** Opening Data shown block **

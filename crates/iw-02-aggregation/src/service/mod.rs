//! Service Layer
//!
//! Owns the shared store and its lock.

pub mod aggregation_service;

pub use aggregation_service::AggregationService;
//! `ipwatch` binary: loads configuration and runs the node until `/quit`
//! or Ctrl-C.

use std::net::SocketAddr;
use std::path::PathBuf;

use anyhow::{Context, Result};
use clap::Parser;
use tracing::{error, info};

use node_runtime::telemetry::init_tracing;
use node_runtime::{NodeConfig, NodeRuntime};

/// Aggregates IP observations per application and classifies them.
#[derive(Debug, Parser)]
#[command(name = "ipwatch", version, about)]
struct Cli {
    /// TOML configuration file
    #[arg(short, long, value_name = "PATH")]
    config: Option<PathBuf>,

    /// UDP listen address (overrides config and IW_UDP_ADDR)
    #[arg(long, value_name = "ADDR")]
    udp: Option<SocketAddr>,

    /// HTTP listen address (overrides config and IW_HTTP_ADDR)
    #[arg(long, value_name = "ADDR")]
    http: Option<SocketAddr>,

    /// Log filter directive (overrides config, IW_LOG_LEVEL and RUST_LOG)
    #[arg(long, value_name = "FILTER")]
    log_level: Option<String>,

    /// Emit JSON log lines
    #[arg(long)]
    json_logs: bool,
}

impl Cli {
    fn into_config(self) -> Result<NodeConfig> {
        let mut config = NodeConfig::load(self.config.as_deref())?;
        if let Some(udp) = self.udp {
            config.network.udp_addr = udp;
        }
        if let Some(http) = self.http {
            config.network.http_addr = http;
        }
        if let Some(level) = self.log_level {
            config.logging.level = level;
        }
        if self.json_logs {
            config.logging.json = true;
        }
        Ok(config)
    }
}

#[tokio::main]
async fn main() -> Result<()> {
    let config = Cli::parse()
        .into_config()
        .context("failed to load configuration")?;
    init_tracing(&config.logging)?;

    info!(
        udp = %config.network.udp_addr,
        http = %config.network.http_addr,
        "Starting ipwatch"
    );

    let runtime = NodeRuntime::bind(&config).await?;
    let shutdown = runtime.shutdown_handle();
    tokio::spawn(async move {
        match tokio::signal::ctrl_c().await {
            Ok(()) => {
                info!("Received Ctrl-C, shutting down");
                shutdown.trigger();
            }
            // Still stoppable through /quit.
            Err(e) => error!(error = %e, "Failed to listen for Ctrl-C"),
        }
    });

    runtime.run().await?;
    Ok(())
}
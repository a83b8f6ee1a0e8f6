//! # IP Watch Node Runtime
//!
//! Wires the subsystems into one process:
//!
//! - `iw-01-ingestion` receives observation records over UDP
//! - `iw-02-aggregation` keeps per-application address counts and
//!   classifies them
//! - `iw-03-query-gateway` serves the results over HTTP
//!
//! ## Modular Structure
//!
//! - `container/` - layered configuration
//! - `adapters/` - port implementations backed by the shared store
//! - `runtime` - bind / run / shutdown
//! - `telemetry` - tracing subscriber setup
//!
//! ## Startup Sequence
//!
//! 1. Load configuration (defaults, file, environment, flags)
//! 2. Install logging
//! 3. Bind UDP and HTTP listeners
//! 4. Serve until `/quit` or Ctrl-C

pub mod adapters;
pub mod container;
pub mod runtime;
pub mod telemetry;

pub use container::{ConfigError, NodeConfig};
pub use runtime::{NodeRuntime, RunSummary, ShutdownHandle};
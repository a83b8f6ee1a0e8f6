//! Gateway domain: configuration and errors.

pub mod config;
pub mod error;

pub use config::{ConfigError, GatewayConfig};
pub use error::{GatewayError, QueryError};
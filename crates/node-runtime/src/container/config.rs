//! # Node Configuration
//!
//! Layered configuration for the runtime:
//!
//! 1. built-in defaults
//! 2. optional TOML file (`--config <path>`)
//! 3. environment (`IW_UDP_ADDR`, `IW_HTTP_ADDR`, `IW_LOG_LEVEL` / `RUST_LOG`,
//!    `IW_JSON_LOGS`)
//! 4. command-line flags, applied by the binary
//!
//! ```toml
//! [network]
//! udp_addr = "0.0.0.0:3001"
//! http_addr = "0.0.0.0:3000"
//!
//! [logging]
//! level = "info"
//! json = false
//! ```

use std::net::{Ipv4Addr, SocketAddr, SocketAddrV4};
use std::path::{Path, PathBuf};

use serde::Deserialize;
use thiserror::Error;

/// Default UDP ingestion address.
pub const DEFAULT_UDP_ADDR: SocketAddr =
    SocketAddr::V4(SocketAddrV4::new(Ipv4Addr::UNSPECIFIED, 3001));
/// Default HTTP query address.
pub const DEFAULT_HTTP_ADDR: SocketAddr =
    SocketAddr::V4(SocketAddrV4::new(Ipv4Addr::UNSPECIFIED, 3000));

pub const ENV_UDP_ADDR: &str = "IW_UDP_ADDR";
pub const ENV_HTTP_ADDR: &str = "IW_HTTP_ADDR";
pub const ENV_LOG_LEVEL: &str = "IW_LOG_LEVEL";
pub const ENV_JSON_LOGS: &str = "IW_JSON_LOGS";

/// Configuration errors.
#[derive(Debug, Error)]
pub enum ConfigError {
    #[error("failed to read config file {path}: {source}")]
    Read {
        path: PathBuf,
        #[source]
        source: std::io::Error,
    },

    #[error("invalid config file: {0}")]
    Parse(#[from] toml::de::Error),

    #[error("invalid socket address in {var}: {value:?}")]
    InvalidAddr { var: &'static str, value: String },

    #[error("invalid boolean in {var}: {value:?}")]
    InvalidBool { var: &'static str, value: String },

    #[error("UDP and HTTP listeners cannot share {0}")]
    AddrConflict(SocketAddr),
}

/// Complete node configuration.
#[derive(Debug, Clone, Default, PartialEq, Eq, Deserialize)]
#[serde(default, deny_unknown_fields)]
pub struct NodeConfig {
    /// Listener addresses.
    pub network: NetworkConfig,
    /// Log output.
    pub logging: LoggingConfig,
}

/// Listener addresses.
#[derive(Debug, Clone, PartialEq, Eq, Deserialize)]
#[serde(default, deny_unknown_fields)]
pub struct NetworkConfig {
    /// UDP socket receiving observation records.
    pub udp_addr: SocketAddr,
    /// HTTP socket serving queries.
    pub http_addr: SocketAddr,
}

impl Default for NetworkConfig {
    fn default() -> Self {
        Self {
            udp_addr: DEFAULT_UDP_ADDR,
            http_addr: DEFAULT_HTTP_ADDR,
        }
    }
}

/// Log output.
#[derive(Debug, Clone, PartialEq, Eq, Deserialize)]
#[serde(default, deny_unknown_fields)]
pub struct LoggingConfig {
    /// `EnvFilter` directive, e.g. `info` or `iw_01_ingestion=debug,info`.
    pub level: String,
    /// Emit JSON lines instead of human-readable output.
    pub json: bool,
}

impl Default for LoggingConfig {
    fn default() -> Self {
        Self {
            level: "info".to_string(),
            json: false,
        }
    }
}

impl NodeConfig {
    /// Parse a TOML document; missing sections and keys keep their defaults.
    pub fn from_toml_str(contents: &str) -> Result<Self, ConfigError> {
        Ok(toml::from_str(contents)?)
    }

    /// Read and parse a TOML file.
    pub fn from_file(path: &Path) -> Result<Self, ConfigError> {
        let contents = std::fs::read_to_string(path).map_err(|source| ConfigError::Read {
            path: path.to_path_buf(),
            source,
        })?;
        Self::from_toml_str(&contents)
    }

    /// Defaults, then `path` if given, then the process environment.
    pub fn load(path: Option<&Path>) -> Result<Self, ConfigError> {
        let mut config = match path {
            Some(path) => Self::from_file(path)?,
            None => Self::default(),
        };
        config.apply_env(|name| std::env::var(name).ok())?;
        Ok(config)
    }

    /// Apply overrides from an environment lookup.
    ///
    /// `IW_LOG_LEVEL` wins over `RUST_LOG`. Empty values are ignored.
    pub fn apply_env<F>(&mut self, lookup: F) -> Result<(), ConfigError>
    where
        F: Fn(&str) -> Option<String>,
    {
        let get = |name: &str| lookup(name).filter(|v| !v.trim().is_empty());

        if let Some(value) = get(ENV_UDP_ADDR) {
            self.network.udp_addr = parse_addr(ENV_UDP_ADDR, value)?;
        }
        if let Some(value) = get(ENV_HTTP_ADDR) {
            self.network.http_addr = parse_addr(ENV_HTTP_ADDR, value)?;
        }
        if let Some(level) = get(ENV_LOG_LEVEL).or_else(|| get("RUST_LOG")) {
            self.logging.level = level;
        }
        if let Some(value) = get(ENV_JSON_LOGS) {
            self.logging.json = parse_bool(ENV_JSON_LOGS, value)?;
        }
        Ok(())
    }

    /// Reject configurations the runtime cannot start with.
    pub fn validate(&self) -> Result<(), ConfigError> {
        // Port 0 asks the OS for a fresh port, so it never conflicts.
        let udp = self.network.udp_addr;
        if udp == self.network.http_addr && udp.port() != 0 {
            return Err(ConfigError::AddrConflict(udp));
        }
        Ok(())
    }
}

fn parse_addr(var: &'static str, value: String) -> Result<SocketAddr, ConfigError> {
    value
        .trim()
        .parse()
        .map_err(|_| ConfigError::InvalidAddr { var, value })
}

fn parse_bool(var: &'static str, value: String) -> Result<bool, ConfigError> {
    match value.trim().to_ascii_lowercase().as_str() {
        "1" | "true" | "yes" | "on" => Ok(true),
        "0" | "false" | "no" | "off" => Ok(false),
        _ => Err(ConfigError::InvalidBool { var, value }),
    }
}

** Closing Data shown block **

● What to work on: Across the preceding material, how many lines contain the word "false"? State the number alone.

● Answer section: 3